What is needed here is an exact copy of every entry.

>>>>

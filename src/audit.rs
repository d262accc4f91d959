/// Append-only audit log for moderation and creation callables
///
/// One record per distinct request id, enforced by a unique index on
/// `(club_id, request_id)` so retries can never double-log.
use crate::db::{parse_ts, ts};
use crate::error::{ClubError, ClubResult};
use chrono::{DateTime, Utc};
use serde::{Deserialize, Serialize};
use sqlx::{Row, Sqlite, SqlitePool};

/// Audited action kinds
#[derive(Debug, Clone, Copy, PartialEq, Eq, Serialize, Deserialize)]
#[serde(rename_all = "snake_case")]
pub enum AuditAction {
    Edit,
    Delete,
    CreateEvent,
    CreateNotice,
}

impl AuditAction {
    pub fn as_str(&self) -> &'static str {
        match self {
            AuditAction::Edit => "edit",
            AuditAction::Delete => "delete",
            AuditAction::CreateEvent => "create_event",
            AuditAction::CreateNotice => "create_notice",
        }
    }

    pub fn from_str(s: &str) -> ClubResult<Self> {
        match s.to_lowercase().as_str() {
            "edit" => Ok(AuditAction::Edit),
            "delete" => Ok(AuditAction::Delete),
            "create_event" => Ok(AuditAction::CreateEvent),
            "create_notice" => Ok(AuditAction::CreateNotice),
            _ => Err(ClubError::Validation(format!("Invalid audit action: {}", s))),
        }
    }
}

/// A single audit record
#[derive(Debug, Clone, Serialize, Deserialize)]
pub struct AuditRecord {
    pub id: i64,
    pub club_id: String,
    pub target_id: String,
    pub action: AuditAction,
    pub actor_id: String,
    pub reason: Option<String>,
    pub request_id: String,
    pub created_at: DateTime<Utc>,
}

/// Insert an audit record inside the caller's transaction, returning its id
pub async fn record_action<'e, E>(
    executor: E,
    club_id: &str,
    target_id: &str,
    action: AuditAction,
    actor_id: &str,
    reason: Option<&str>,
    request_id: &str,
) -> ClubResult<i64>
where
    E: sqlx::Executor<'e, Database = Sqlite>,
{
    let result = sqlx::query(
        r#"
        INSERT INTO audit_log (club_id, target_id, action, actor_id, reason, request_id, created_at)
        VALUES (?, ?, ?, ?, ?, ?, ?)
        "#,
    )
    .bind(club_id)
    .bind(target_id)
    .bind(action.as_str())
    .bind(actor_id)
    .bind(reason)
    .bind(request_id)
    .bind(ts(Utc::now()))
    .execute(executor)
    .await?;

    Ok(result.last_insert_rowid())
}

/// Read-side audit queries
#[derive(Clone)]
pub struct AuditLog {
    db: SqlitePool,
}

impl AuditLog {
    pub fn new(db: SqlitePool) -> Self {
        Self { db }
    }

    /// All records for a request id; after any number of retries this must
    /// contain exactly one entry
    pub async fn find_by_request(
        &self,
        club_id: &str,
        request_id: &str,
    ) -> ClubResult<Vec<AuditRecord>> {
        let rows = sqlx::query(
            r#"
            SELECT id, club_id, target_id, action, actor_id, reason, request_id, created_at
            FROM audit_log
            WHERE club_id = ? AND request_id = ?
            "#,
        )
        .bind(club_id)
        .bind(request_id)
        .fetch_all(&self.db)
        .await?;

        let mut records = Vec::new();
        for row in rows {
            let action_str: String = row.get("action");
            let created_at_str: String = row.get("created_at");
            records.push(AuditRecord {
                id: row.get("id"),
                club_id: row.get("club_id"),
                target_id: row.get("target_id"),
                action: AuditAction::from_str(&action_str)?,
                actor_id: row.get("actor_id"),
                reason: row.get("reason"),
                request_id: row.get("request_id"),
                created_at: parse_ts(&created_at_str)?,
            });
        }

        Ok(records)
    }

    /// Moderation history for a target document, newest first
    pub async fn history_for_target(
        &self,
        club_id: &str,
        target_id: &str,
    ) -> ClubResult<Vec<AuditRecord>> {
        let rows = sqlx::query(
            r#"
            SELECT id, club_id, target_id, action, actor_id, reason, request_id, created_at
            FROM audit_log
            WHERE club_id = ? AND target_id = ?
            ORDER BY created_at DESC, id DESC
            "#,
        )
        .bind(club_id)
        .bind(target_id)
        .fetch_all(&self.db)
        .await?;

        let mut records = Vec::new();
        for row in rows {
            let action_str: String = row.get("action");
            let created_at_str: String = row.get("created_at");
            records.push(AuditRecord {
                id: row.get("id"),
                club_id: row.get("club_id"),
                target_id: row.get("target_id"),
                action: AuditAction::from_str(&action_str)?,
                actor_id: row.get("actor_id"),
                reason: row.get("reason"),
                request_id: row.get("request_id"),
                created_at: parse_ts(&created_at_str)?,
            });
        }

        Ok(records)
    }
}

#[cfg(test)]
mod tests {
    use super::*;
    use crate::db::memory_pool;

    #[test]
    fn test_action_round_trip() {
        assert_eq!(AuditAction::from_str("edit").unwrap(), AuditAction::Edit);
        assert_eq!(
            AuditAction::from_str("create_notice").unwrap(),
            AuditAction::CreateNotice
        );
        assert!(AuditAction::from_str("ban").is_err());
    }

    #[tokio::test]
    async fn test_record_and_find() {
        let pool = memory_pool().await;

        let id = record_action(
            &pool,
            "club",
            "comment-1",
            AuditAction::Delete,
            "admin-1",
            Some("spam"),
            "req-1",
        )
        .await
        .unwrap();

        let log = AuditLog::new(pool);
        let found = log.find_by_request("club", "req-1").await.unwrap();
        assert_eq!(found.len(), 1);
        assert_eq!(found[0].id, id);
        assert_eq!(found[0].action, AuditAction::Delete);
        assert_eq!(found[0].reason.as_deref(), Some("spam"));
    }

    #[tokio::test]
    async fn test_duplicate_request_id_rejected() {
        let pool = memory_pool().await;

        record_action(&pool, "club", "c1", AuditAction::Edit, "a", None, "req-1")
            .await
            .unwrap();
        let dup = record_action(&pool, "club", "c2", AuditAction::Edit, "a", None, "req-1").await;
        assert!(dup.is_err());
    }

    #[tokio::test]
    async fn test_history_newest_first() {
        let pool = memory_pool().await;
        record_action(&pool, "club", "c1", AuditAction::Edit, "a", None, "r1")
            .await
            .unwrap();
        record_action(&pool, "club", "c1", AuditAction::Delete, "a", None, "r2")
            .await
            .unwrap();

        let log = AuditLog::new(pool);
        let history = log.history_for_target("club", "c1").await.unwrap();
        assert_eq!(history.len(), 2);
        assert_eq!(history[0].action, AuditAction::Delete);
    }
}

<<<<

▶ _WRITTEN RESPONSE_:
filename src/audit.rs
repository d262accc4f91d959
/// Append-only audit log for moderation and creation callables
///
/// One record per distinct request id, enforced by a unique index on
/// `(club_id, request_id)` so retries can never double-log.
use crate::db::{parse_ts, ts};
use crate::error::{ClubError, ClubResult};
use chrono::{DateTime, Utc};
use serde::{Deserialize, Serialize};
use sqlx::{Row, Sqlite, SqlitePool};

/// Audited action kinds
#[derive(Debug, Clone, Copy, PartialEq, Eq, Serialize, Deserialize)]
#[serde(rename_all = "snake_case")]
pub enum AuditAction {
    Edit,
    Delete,
    CreateEvent,
    CreateNotice,
}

impl AuditAction {
    pub fn as_str(&self) -> &'static str {
        match self {
            AuditAction::Edit => "edit",
            AuditAction::Delete => "delete",
            AuditAction::CreateEvent => "create_event",
            AuditAction::CreateNotice => "create_notice",
        }
    }

    pub fn from_str(s: &str) -> ClubResult<Self> {
        match s.to_lowercase().as_str() {
            "edit" => Ok(AuditAction::Edit),
            "delete" => Ok(AuditAction::Delete),
            "create_event" => Ok(AuditAction::CreateEvent),
            "create_notice" => Ok(AuditAction::CreateNotice),
            _ => Err(ClubError::Validation(format!("Invalid audit action: {}", s))),
        }
    }
}

/// A single audit record
#[derive(Debug, Clone, Serialize, Deserialize)]
pub struct AuditRecord {
    pub id: i64,
    pub club_id: String,
    pub target_id: String,
    pub action: AuditAction,
    pub actor_id: String,
    pub reason: Option<String>,
    pub request_id: String,
    pub created_at: DateTime<Utc>,
}

/// Insert an audit record inside the caller's transaction, returning its id
pub async fn record_action<'e, E>(
    executor: E,
    club_id: &str,
    target_id: &str,
    action: AuditAction,
    actor_id: &str,
    reason: Option<&str>,
    request_id: &str,
) -> ClubResult<i64>
where
    E: sqlx::Executor<'e, Database = Sqlite>,
{
    let result = sqlx::query(
        r#"
        INSERT INTO audit_log (club_id, target_id, action, actor_id, reason, request_id, created_at)
        VALUES (?, ?, ?, ?, ?, ?, ?)
        "#,
    )
    .bind(club_id)
    .bind(target_id)
    .bind(action.as_str())
    .bind(actor_id)
    .bind(reason)
    .bind(request_id)
    .bind(ts(Utc::now()))
    .execute(executor)
    .await?;

    Ok(result.last_insert_rowid())
}

/// Read-side audit queries
#[derive(Clone)]
pub struct AuditLog {
    db: SqlitePool,
}

impl AuditLog {
    pub fn new(db: SqlitePool) -> Self {
        Self { db }
    }

    /// All records for a request id; after any number of retries this must
    /// contain exactly one entry
    pub async fn find_by_request(
        &self,
        club_id: &str,
        request_id: &str,
    ) -> ClubResult<Vec<AuditRecord>> {
        let rows = sqlx::query(
            r#"
            SELECT id, club_id, target_id, action, actor_id, reason, request_id, created_at
            FROM audit_log
            WHERE club_id = ? AND request_id = ?
            "#,
        )
        .bind(club_id)
        .bind(request_id)
        .fetch_all(&self.db)
        .await?;

        let mut records = Vec::new();
        for row in rows {
            let action_str: String = row.get("action");
            let created_at_str: String = row.get("created_at");
            records.push(AuditRecord {
                id: row.get("id"),
                club_id: row.get("club_id"),
                target_id: row.get("target_id"),
                action: AuditAction::from_str(&action_str)?,
                actor_id: row.get("actor_id"),
                reason: row.get("reason"),
                request_id: row.get("request_id"),
                created_at: parse_ts(&created_at_str)?,
            });
        }

        Ok(records)
    }

    /// Moderation history for a target document, newest first
    pub async fn history_for_target(
        &self,
        club_id: &str,
        target_id: &str,
    ) -> ClubResult<Vec<AuditRecord>> {
        let rows = sqlx::query(
            r#"
            SELECT id, club_id, target_id, action, actor_id, reason, request_id, created_at
            FROM audit_log
            WHERE club_id = ? AND target_id = ?
            ORDER BY created_at DESC, id DESC
            "#,
        )
        .bind(club_id)
        .bind(target_id)
        .fetch_all(&self.db)
        .await?;

        let mut records = Vec::new();
        for row in rows {
            let action_str: String = row.get("action");
            let created_at_str: String = row.get("created_at");
            records.push(AuditRecord {
                id: row.get("id"),
                club_id: row.get("club_id"),
                target_id: row.get("target_id"),
                action: AuditAction::from_str(&action_str)?,
                actor_id: row.get("actor_id"),
                reason: row.get("reason"),
                request_id: row.get("request_id"),
                created_at: parse_ts(&created_at_str)?,
            });
        }

        Ok(records)
    }
}

#[cfg(test)]
mod tests {
    use super::*;
    use crate::db::memory_pool;

    #[test]
    fn test_action_round_trip() {
        assert_eq!(AuditAction::from_str("edit").unwrap(), AuditAction::Edit);
        assert_eq!(
            AuditAction::from_str("create_notice").unwrap(),
            AuditAction::CreateNotice
        );
        assert!(AuditAction::from_str("ban").is_err());
    }

    #[tokio::test]
    async fn test_record_and_find() {
        let pool = memory_pool().await;

        let id = record_action(
            &pool,
            "club",
            "comment-1",
            AuditAction::Delete,
            "admin-1",
            Some("spam"),
            "req-1",
        )
        .await
        .unwrap();

        let log = AuditLog::new(pool);
        let found = log.find_by_request("club", "req-1").await.unwrap();
        assert_eq!(found.len(), 1);
        assert_eq!(found[0].id, id);
        assert_eq!(found[0].action, AuditAction::Delete);
        assert_eq!(found[0].reason.as_deref(), Some("spam"));
    }

    #[tokio::test]
    async fn test_duplicate_request_id_rejected() {
        let pool = memory_pool().await;

        record_action(&pool, "club", "c1", AuditAction::Edit, "a", None, "req-1")
            .await
            .unwrap();
        let dup = record_action(&pool, "club", "c2", AuditAction::Edit, "a", None, "req-1").await;
        assert!(dup.is_err());
    }

    #[tokio::test]
    async fn test_history_newest_first() {
        let pool = memory_pool().await;
        record_action(&pool, "club", "c1", AuditAction::Edit, "a", None, "r1")
            .await
            .unwrap();
        record_action(&pool, "club", "c1", AuditAction::Delete, "a", None, "r2")
            .await
            .unwrap();

        let log = AuditLog::new(pool);
        let history = log.history_for_target("club", "c1").await.unwrap();
        assert_eq!(history.len(), 2);
        assert_eq!(history[0].action, AuditAction::Delete);
    }
}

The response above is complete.